The '60s-era icon claimed shadowy intelligence agents were behind the 1977 murder of his girlfriend, Holly Maddux. The jury disagreed.
Oct 18, 2002 | Ira Einhorn, the smart, smooth-talking icon of Philadelphia's counterculture in the late 1960s and early 1970s, finally got the murder trial he wanted: one with no death penalty. On Thursday, he got the sentence that relatives of his victim, former girlfriend Helen Holly Maddux, have sought for over 20 years: life in prison without the possibility of parole.
For four weeks, a racially mixed jury of six women and six men (and a packed courtroom filled with curious spectators) heard both sides of a case that began with the 1977 slaying of Maddux, a pretty young hippie who was found a year later mummified in a crate in Einhorn's closet. They heard the prosecution's evidence that it was all Einhorn's doing, and they heard Einhorn's claim that he had been framed by unidentified "enemies," possibly the CIA or KGB.
The jury went with the prosecutor.
The 62-year-old Einhorn, who spent 20 years on the lam after skipping out on his 1981 trial while free on bail, stood stoically as the jury foreman read out the verdict: guilty of first-degree murder. But he shook his head slowly in a sign of disagreement as the judge, William Mazzola, read out the sentence -- life in prison without parole -- and told Einhorn he was "an intellectual dilettante" who "preyed upon the uninitiated, uninformed, unsuspecting and inexperienced."

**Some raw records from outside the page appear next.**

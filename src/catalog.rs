//! Finding tables by name.
//!
//! A [`Catalog`] maps names like `"countries"` to table data:
//! blobs compiled into the program, or files in a list of search directories.
//! Each table is loaded the first time it's asked for and shared from then on.
//!
//! [`Catalog`]: struct.Catalog.html

use std::collections::HashMap;
use std::env;
use std::sync::{Arc, Mutex, OnceLock, PoisonError};

use camino::{Utf8Component, Utf8Path, Utf8PathBuf};
use log::*;

use crate::format::Format;
use crate::read::ZoneTable;
use crate::result::*;

/// Environment variable holding the default catalog's search path,
/// formatted like `PATH`.
pub const SEARCH_PATH_ENV: &str = "ZONELOOKER_PATH";

/// Where a table's data lives
#[derive(Debug, Clone, PartialEq, Eq)]
pub enum Source {
    Embedded(&'static [u8]),
    File(Utf8PathBuf),
}

/// A set of places to find tables, and a cache of the ones we've loaded.
#[derive(Debug, Default)]
pub struct Catalog {
    search_path: Vec<Utf8PathBuf>,
    embedded: HashMap<String, &'static [u8]>,
    loaded: Mutex<HashMap<String, Arc<ZoneTable>>>,
}

impl Catalog {
    /// Creates an empty catalog: no search directories, no embedded tables.
    pub fn new() -> Self {
        Self::default()
    }

    /// Creates a catalog that searches the directories in `$ZONELOOKER_PATH`.
    pub fn from_env() -> Self {
        let mut catalog = Self::new();
        if let Some(paths) = env::var_os(SEARCH_PATH_ENV) {
            for dir in env::split_paths(&paths) {
                match Utf8PathBuf::from_path_buf(dir) {
                    Ok(dir) if dir.as_str().is_empty() => {}
                    Ok(dir) => catalog.search_path.push(dir),
                    Err(dir) => warn!(
                        "Skipping non-UTF-8 directory {} in {}",
                        dir.display(),
                        SEARCH_PATH_ENV
                    ),
                }
            }
        }
        debug!("Catalog search path: {:?}", catalog.search_path);
        catalog
    }

    /// Adds a directory to search (after those already added).
    pub fn with_search_dir<P: Into<Utf8PathBuf>>(mut self, dir: P) -> Self {
        self.search_path.push(dir.into());
        self
    }

    /// Adds a table compiled into the program, say with `include_bytes!()`.
    /// Embedded tables take precedence over files.
    ///
    /// The name follows the same rules as names passed to [`open()`](#method.open),
    /// so a table that's added can always be opened.
    pub fn with_embedded(mut self, name: &str, bytes: &'static [u8]) -> ZoneResult<Self> {
        check_name(name)?;
        self.embedded.insert(name.to_owned(), bytes);
        Ok(self)
    }

    pub fn search_path(&self) -> &[Utf8PathBuf] {
        &self.search_path
    }

    /// Finds where the named table lives without loading it.
    ///
    /// Embedded tables come first, then each search directory in order,
    /// where `<name>.zlt` is preferred over `<name>.zlr`.
    pub fn resolve(&self, name: &str) -> ZoneResult<Source> {
        check_name(name)?;
        if let Some(bytes) = self.embedded.get(name) {
            return Ok(Source::Embedded(*bytes));
        }
        for dir in &self.search_path {
            for format in [Format::Tiled, Format::Raster] {
                let candidate = dir.join(name).with_extension(format.extension());
                trace!("Looking for {} at {}", name, candidate);
                if candidate.is_file() {
                    return Ok(Source::File(candidate));
                }
            }
        }
        Err(ZoneError::DatasetNotFound(name.to_owned()))
    }

    /// Gets the named table, loading it if this is the first time it's asked for.
    ///
    /// ```no_run
    /// # use zonelooker::*;
    /// let catalog = Catalog::new().with_search_dir("/usr/share/zonelooker");
    /// let countries = catalog.open("countries")?;
    /// if let Some(zone) = countries.lookup(48.85, 2.35) {
    ///     println!("Paris is in {}", zone);
    /// }
    /// # Ok::<(), Box<dyn std::error::Error>>(())
    /// ```
    pub fn open(&self, name: &str) -> ZoneResult<Arc<ZoneTable>> {
        // Hold the lock while loading so two threads asking for the same
        // table at once don't both load it.
        let mut loaded = self.loaded.lock().unwrap_or_else(PoisonError::into_inner);
        if let Some(table) = loaded.get(name) {
            return Ok(Arc::clone(table));
        }

        let table = match self.resolve(name)? {
            Source::Embedded(bytes) => {
                info!("Loading embedded table {}", name);
                ZoneTable::from_bytes(name, bytes)?
            }
            // Files are found as <name>.<ext>, so the table gets named after the stem.
            Source::File(path) => ZoneTable::open(&path)?,
        };
        let table = Arc::new(table);
        loaded.insert(name.to_owned(), Arc::clone(&table));
        Ok(table)
    }

    /// Names of the tables loaded so far
    pub fn loaded(&self) -> Vec<String> {
        let loaded = self.loaded.lock().unwrap_or_else(PoisonError::into_inner);
        let mut names: Vec<String> = loaded.keys().cloned().collect();
        names.sort();
        names
    }
}

/// Table names become file names, so they can't go wandering around the filesystem.
/// They can't hold dots either: `<name>.zlt` should have only one extension.
fn check_name(name: &str) -> ZoneResult<()> {
    let mut components = Utf8Path::new(name).components();
    match (components.next(), components.next()) {
        (Some(Utf8Component::Normal(n)), None) if n == name && !n.contains('.') => Ok(()),
        _ => Err(ZoneError::InvalidName(name.to_owned())),
    }
}

static DEFAULT_CATALOG: OnceLock<Catalog> = OnceLock::new();

/// The process-wide catalog used by [`open_table()`],
/// built from `$ZONELOOKER_PATH` the first time it's needed.
///
/// [`open_table()`]: fn.open_table.html
pub fn default_catalog() -> &'static Catalog {
    DEFAULT_CATALOG.get_or_init(Catalog::from_env)
}

/// Opens the named table from the default catalog.
///
/// ```no_run
/// # use zonelooker::*;
/// // With ZONELOOKER_PATH=/usr/share/zonelooker
/// let table = open_table("countries")?;
/// assert_eq!(table.lookup(35.68, 139.69).unwrap(), "JP");
/// # Ok::<(), Box<dyn std::error::Error>>(())
/// ```
pub fn open_table(name: &str) -> ZoneResult<Arc<ZoneTable>> {
    default_catalog().open(name)
}
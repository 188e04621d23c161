//! Error types and the related `Result<T>`

use thiserror::Error;

pub type ZoneResult<T> = Result<T, ZoneError>;

#[derive(Debug, Error)]
pub enum ZoneError {
    /// An error from underlying I/O
    #[error("I/O Error")]
    Io(#[from] std::io::Error),

    /// No embedded blob or file backs the requested table name.
    #[error("No zone table named {0}")]
    DatasetNotFound(String),

    /// The table's bytes failed structural validation.
    #[error("Corrupt zone table: {0}")]
    CorruptData(&'static str),

    /// Decoding a UTF-8 zone name failed
    #[error("Invalid UTF-8")]
    Encoding(#[from] std::str::Utf8Error),

    /// The table is well-formed but uses something we don't support
    /// (an unknown flag, a resolution we can't index, ...)
    #[error("Unsupported zone table: {0}")]
    UnsupportedTable(String),

    /// A table name wasn't a single, plain path component.
    #[error("Invalid table name {0:?}")]
    InvalidName(String),

    /// The authoring API (rasters, the table writer) was handed something it can't store.
    #[error("Invalid input: {0}")]
    InvalidInput(String),

    /// A strict lookup was given coordinates outside of
    /// latitude [-90, 90] and longitude [-180, 180].
    #[error("Coordinates ({lat}, {lon}) out of range")]
    OutOfRange { lat: f64, lon: f64 },

    /// A size read from the table doesn't fit in a usize,
    /// probably on a 32-bit system.
    #[error("Zone table too large for address space")]
    InsufficientAddressSpace,
}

It was a hard fall for a man who a few decades earlier had been the toast of the town, courted by the trendy elite of Philadelphia. It was also the end of a long manhunt by Maddux's family, who hired a private investigator to track the elusive suspect down; when finally located, Einhorn was living the life of an expat gentleman, complete with Swedish wife, in rural France under the name Eugene Mallon. But France came to see his case as a human rights cause célèbre, with prominent attorneys and others arguing that he'd been unfairly tried in absentia and so should not be extradited. It took several years, a special law passed by the Pennsylvania Legislature and a promise by the Philadelphia district attorney not to seek the death penalty to win his extradition -- and if the law is found unconstitutional, it could be his ticket to a successful appeal.
Einhorn, who took the stand himself, came across as a profoundly egocentric and libidinous character with a history of battering girlfriends who wanted to leave him. In the end, the University of Pennsylvania English grad was hoist on his own literary petard. A diligent diarist, he was led during cross-examination by Philadelphia Assistant District Attorney Joel Rosen to read from extensive portions of those diaries.
One entry, written after an evening with a girlfriend, Rita Resnick, who was in the process of dumping him, read as follows: "To kill what you love seems so natural that strangling Rita last night seems so right." Resnick had testified about the strangling incident, which occurred in 1965, earlier in the trial.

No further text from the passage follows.